• [TASK BRIEF] Please write out the listing beneath this sentence exactly, from its first line to the line with "const SPACES_KEYS_PATH: &str", and stop there.

[[ INFORMATION GIVEN open ]]

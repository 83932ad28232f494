//! Access keys for Spaces object storage

use crate::api::{add_options, require_non_empty, Client, ListOptions, Response, Result};
use serde::{Deserialize, Serialize};

const SPACES_KEYS_PATH: &str = "/v2/spaces/keys";

/// Access level a key has on a bucket.
#[derive(Debug, Clone, Copy, Default, PartialEq, Eq, Serialize, Deserialize)]
#[serde(rename_all = "lowercase")]
pub enum Permission {
    #[default]
    Read,
    #[serde(rename = "readwrite")]
    ReadWrite,
    #[serde(rename = "fullaccess")]
    FullAccess,
}

/// Permission on one bucket. An empty bucket with full access covers all of them.
#[derive(Debug, Clone, Default, PartialEq, Eq, Serialize, Deserialize)]
pub struct Grant {
    #[serde(default)]
    pub bucket: String,
    #[serde(default)]
    pub permission: Permission,
}

#[derive(Debug, Clone, Default, PartialEq, Eq, Serialize, Deserialize)]
pub struct SpacesKey {
    #[serde(default)]
    pub name: String,
    #[serde(default)]
    pub access_key: String,
    /// Only returned when the key is created
    #[serde(default)]
    pub secret_key: String,
    #[serde(default)]
    pub grants: Vec<Grant>,
    #[serde(default)]
    pub created_at: String,
}

/// Body of both create and update.
#[derive(Debug, Clone, Default, PartialEq, Eq, Serialize)]
pub struct SpacesKeyRequest {
    pub name: String,
    pub grants: Vec<Grant>,
}

#[derive(Deserialize)]
struct KeyRoot {
    key: SpacesKey,
}

#[derive(Deserialize)]
struct KeysRoot {
    #[serde(default)]
    keys: Vec<SpacesKey>,
}

pub struct SpacesKeysService<'a> {
    client: &'a Client,
}

impl<'a> SpacesKeysService<'a> {
    pub(crate) fn new(client: &'a Client) -> Self {
        Self { client }
    }

    pub async fn list(&self, opts: &ListOptions) -> Result<(Vec<SpacesKey>, Response)> {
        let path = add_options(SPACES_KEYS_PATH, opts)?;
        let (root, resp): (KeysRoot, _) = self.client.get(&path).await?;
        Ok((root.keys, resp))
    }

    pub async fn create(&self, req: &SpacesKeyRequest) -> Result<(SpacesKey, Response)> {
        let (root, resp): (KeyRoot, _) = self.client.post(SPACES_KEYS_PATH, req).await?;
        Ok((root.key, resp))
    }

    pub async fn update(&self, access_key: &str, req: &SpacesKeyRequest) -> Result<(SpacesKey, Response)> {
        let path = key_path(access_key)?;
        let (root, resp): (KeyRoot, _) = self.client.put(&path, req).await?;
        Ok((root.key, resp))
    }

    pub async fn delete(&self, access_key: &str) -> Result<Response> {
        let path = key_path(access_key)?;
        self.client.delete(&path).await
    }
}

fn key_path(access_key: &str) -> Result<String> {
    require_non_empty("accessKey", access_key)?;
    Ok(format!("{}/{}", SPACES_KEYS_PATH, urlencoding::encode(access_key)))
}
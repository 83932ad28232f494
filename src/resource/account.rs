//! Account information for the authenticated user

use crate::api::{Client, Response, Result};
use serde::{Deserialize, Serialize};

const ACCOUNT_PATH: &str = "/v2/account";

/// The account the token belongs to.
#[derive(Debug, Clone, Default, PartialEq, Serialize, Deserialize)]
pub struct Account {
    #[serde(default)]
    pub droplet_limit: u32,
    #[serde(default)]
    pub floating_ip_limit: u32,
    #[serde(default)]
    pub reserved_ip_limit: u32,
    #[serde(default)]
    pub volume_limit: u32,
    #[serde(default)]
    pub email: String,
    #[serde(default)]
    pub uuid: String,
    #[serde(default)]
    pub email_verified: bool,
    #[serde(default, skip_serializing_if = "String::is_empty")]
    pub status: String,
    #[serde(default, skip_serializing_if = "String::is_empty")]
    pub status_message: String,
    #[serde(default, skip_serializing_if = "Option::is_none")]
    pub team: Option<TeamInfo>,
}

/// Team the account is acting as.
#[derive(Debug, Clone, Default, PartialEq, Eq, Serialize, Deserialize)]
pub struct TeamInfo {
    #[serde(default)]
    pub name: String,
    #[serde(default)]
    pub uuid: String,
}

#[derive(Deserialize)]
struct AccountRoot {
    account: Account,
}

pub struct AccountService<'a> {
    client: &'a Client,
}

impl<'a> AccountService<'a> {
    pub(crate) fn new(client: &'a Client) -> Self {
        Self { client }
    }

    pub async fn get(&self) -> Result<(Account, Response)> {
        let (root, resp): (AccountRoot, _) = self.client.get(ACCOUNT_PATH).await?;
        Ok((root.account, resp))
    }
}

#[cfg(test)]
mod tests {
    use super::*;
    use serde_json::json;

    #[test]
    fn test_account_decodes_team() {
        let root: AccountRoot = serde_json::from_value(json!({
            "account": {
                "droplet_limit": 25,
                "floating_ip_limit": 25,
                "volume_limit": 22,
                "email": "sammy@digitalocean.com",
                "uuid": "b6fr89dbf6d9156cace5f3c78dc9851d957381ef",
                "email_verified": true,
                "status": "active",
                "team": {"uuid": "5df3e3004a17e242b7c20ca6c9fc25b701a47ece", "name": "My Team"}
            }
        }))
        .unwrap();

        let account = root.account;
        assert_eq!(account.droplet_limit, 25);
        assert_eq!(account.reserved_ip_limit, 0);
        assert!(account.email_verified);
        assert_eq!(account.team.unwrap().name, "My Team");
    }
}
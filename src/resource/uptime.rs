//! Uptime checks and their alert policies

use crate::api::{add_options, require_non_empty, Client, ListOptions, Response, Result};
use serde::{Deserialize, Serialize};
use std::collections::BTreeMap;

const UPTIME_CHECKS_PATH: &str = "/v2/uptime/checks";

/// A periodic check of a URL, host or port from one or more regions.
#[derive(Debug, Clone, Default, PartialEq, Eq, Serialize, Deserialize)]
pub struct UptimeCheck {
    #[serde(default)]
    pub id: String,
    #[serde(default)]
    pub name: String,
    /// `ping`, `http` or `https`
    #[serde(rename = "type", default)]
    pub check_type: String,
    #[serde(default)]
    pub target: String,
    #[serde(default)]
    pub regions: Vec<String>,
    #[serde(default)]
    pub enabled: bool,
}

/// Per-region status plus the most recent outage.
#[derive(Debug, Clone, Default, PartialEq, Serialize, Deserialize)]
pub struct UptimeCheckState {
    #[serde(default)]
    pub regions: BTreeMap<String, UptimeRegion>,
    #[serde(default)]
    pub previous_outage: UptimePreviousOutage,
}

#[derive(Debug, Clone, Default, PartialEq, Serialize, Deserialize)]
pub struct UptimeRegion {
    #[serde(default)]
    pub status: String,
    #[serde(default)]
    pub status_changed_at: String,
    #[serde(default)]
    pub thirty_day_uptime_percentage: f64,
}

#[derive(Debug, Clone, Default, PartialEq, Eq, Serialize, Deserialize)]
pub struct UptimePreviousOutage {
    #[serde(default)]
    pub region: String,
    #[serde(default)]
    pub started_at: String,
    #[serde(default)]
    pub ended_at: String,
    #[serde(default)]
    pub duration_seconds: u64,
}

/// Body of both create and update. Every field is sent.
#[derive(Debug, Clone, Default, PartialEq, Eq, Serialize)]
pub struct UptimeCheckRequest {
    pub name: String,
    #[serde(rename = "type")]
    pub check_type: String,
    pub target: String,
    pub regions: Vec<String>,
    pub enabled: bool,
}

#[derive(Debug, Clone, Default, PartialEq, Eq, Serialize, Deserialize)]
pub struct UptimeAlert {
    #[serde(default)]
    pub id: String,
    #[serde(default)]
    pub name: String,
    /// `latency`, `down`, `down_global` or `ssl_expiry`
    #[serde(rename = "type", default)]
    pub alert_type: String,
    #[serde(default)]
    pub threshold: i64,
    #[serde(default)]
    pub comparison: String,
    #[serde(default)]
    pub notifications: Option<Notifications>,
    #[serde(default)]
    pub period: String,
}

#[derive(Debug, Clone, Default, PartialEq, Eq, Serialize, Deserialize)]
pub struct Notifications {
    #[serde(default)]
    pub email: Vec<String>,
    #[serde(default)]
    pub slack: Vec<SlackDetails>,
}

#[derive(Debug, Clone, Default, PartialEq, Eq, Serialize, Deserialize)]
pub struct SlackDetails {
    #[serde(default)]
    pub channel: String,
    #[serde(default)]
    pub url: String,
}

#[derive(Debug, Clone, Default, PartialEq, Eq, Serialize)]
pub struct UptimeAlertRequest {
    pub name: String,
    #[serde(rename = "type")]
    pub alert_type: String,
    pub threshold: i64,
    pub comparison: String,
    pub notifications: Option<Notifications>,
    pub period: String,
}

#[derive(Deserialize)]
struct CheckRoot {
    check: UptimeCheck,
}

#[derive(Deserialize)]
struct ChecksRoot {
    #[serde(default)]
    checks: Vec<UptimeCheck>,
}

#[derive(Deserialize)]
struct StateRoot {
    state: UptimeCheckState,
}

#[derive(Deserialize)]
struct AlertRoot {
    alert: UptimeAlert,
}

#[derive(Deserialize)]
struct AlertsRoot {
    #[serde(default)]
    alerts: Vec<UptimeAlert>,
}

pub struct UptimeChecksService<'a> {
    client: &'a Client,
}

impl<'a> UptimeChecksService<'a> {
    pub(crate) fn new(client: &'a Client) -> Self {
        Self { client }
    }

    pub async fn list(&self, opts: &ListOptions) -> Result<(Vec<UptimeCheck>, Response)> {
        let path = add_options(UPTIME_CHECKS_PATH, opts)?;
        let (root, resp): (ChecksRoot, _) = self.client.get(&path).await?;
        Ok((root.checks, resp))
    }

    pub async fn get(&self, check_id: &str) -> Result<(UptimeCheck, Response)> {
        let path = check_path(check_id)?;
        let (root, resp): (CheckRoot, _) = self.client.get(&path).await?;
        Ok((root.check, resp))
    }

    pub async fn get_state(&self, check_id: &str) -> Result<(UptimeCheckState, Response)> {
        let path = format!("{}/state", check_path(check_id)?);
        let (root, resp): (StateRoot, _) = self.client.get(&path).await?;
        Ok((root.state, resp))
    }

    pub async fn create(&self, req: &UptimeCheckRequest) -> Result<(UptimeCheck, Response)> {
        let (root, resp): (CheckRoot, _) = self.client.post(UPTIME_CHECKS_PATH, req).await?;
        Ok((root.check, resp))
    }

    pub async fn update(
        &self,
        check_id: &str,
        req: &UptimeCheckRequest,
    ) -> Result<(UptimeCheck, Response)> {
        let path = check_path(check_id)?;
        let (root, resp): (CheckRoot, _) = self.client.put(&path, req).await?;
        Ok((root.check, resp))
    }

    pub async fn delete(&self, check_id: &str) -> Result<Response> {
        let path = check_path(check_id)?;
        self.client.delete(&path).await
    }

    pub async fn list_alerts(
        &self,
        check_id: &str,
        opts: &ListOptions,
    ) -> Result<(Vec<UptimeAlert>, Response)> {
        let path = add_options(&format!("{}/alerts", check_path(check_id)?), opts)?;
        let (root, resp): (AlertsRoot, _) = self.client.get(&path).await?;
        Ok((root.alerts, resp))
    }

    pub async fn get_alert(&self, check_id: &str, alert_id: &str) -> Result<(UptimeAlert, Response)> {
        let path = alert_path(check_id, alert_id)?;
        let (root, resp): (AlertRoot, _) = self.client.get(&path).await?;
        Ok((root.alert, resp))
    }

    pub async fn create_alert(
        &self,
        check_id: &str,
        req: &UptimeAlertRequest,
    ) -> Result<(UptimeAlert, Response)> {
        let path = format!("{}/alerts", check_path(check_id)?);
        let (root, resp): (AlertRoot, _) = self.client.post(&path, req).await?;
        Ok((root.alert, resp))
    }

    pub async fn update_alert(
        &self,
        check_id: &str,
        alert_id: &str,
        req: &UptimeAlertRequest,
    ) -> Result<(UptimeAlert, Response)> {
        let path = alert_path(check_id, alert_id)?;
        let (root, resp): (AlertRoot, _) = self.client.put(&path, req).await?;
        Ok((root.alert, resp))
    }

    pub async fn delete_alert(&self, check_id: &str, alert_id: &str) -> Result<Response> {
        let path = alert_path(check_id, alert_id)?;
        self.client.delete(&path).await
    }
}

fn check_path(check_id: &str) -> Result<String> {
    require_non_empty("uptimeCheckID", check_id)?;
    Ok(format!("{}/{}", UPTIME_CHECKS_PATH, urlencoding::encode(check_id)))
}

fn alert_path(check_id: &str, alert_id: &str) -> Result<String> {
    require_non_empty("alertID", alert_id)?;
    Ok(format!(
        "{}/alerts/{}",
        check_path(check_id)?,
        urlencoding::encode(alert_id)
    ))
}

[[ INFORMATION GIVEN closed ]]

• [YOUR SOLUTION]
repository 83932ad28232f494
//! Access keys for Spaces object storage

use crate::api::{add_options, require_non_empty, Client, ListOptions, Response, Result};
use serde::{Deserialize, Serialize};

const SPACES_KEYS_PATH: &str = "/v2/spaces/keys";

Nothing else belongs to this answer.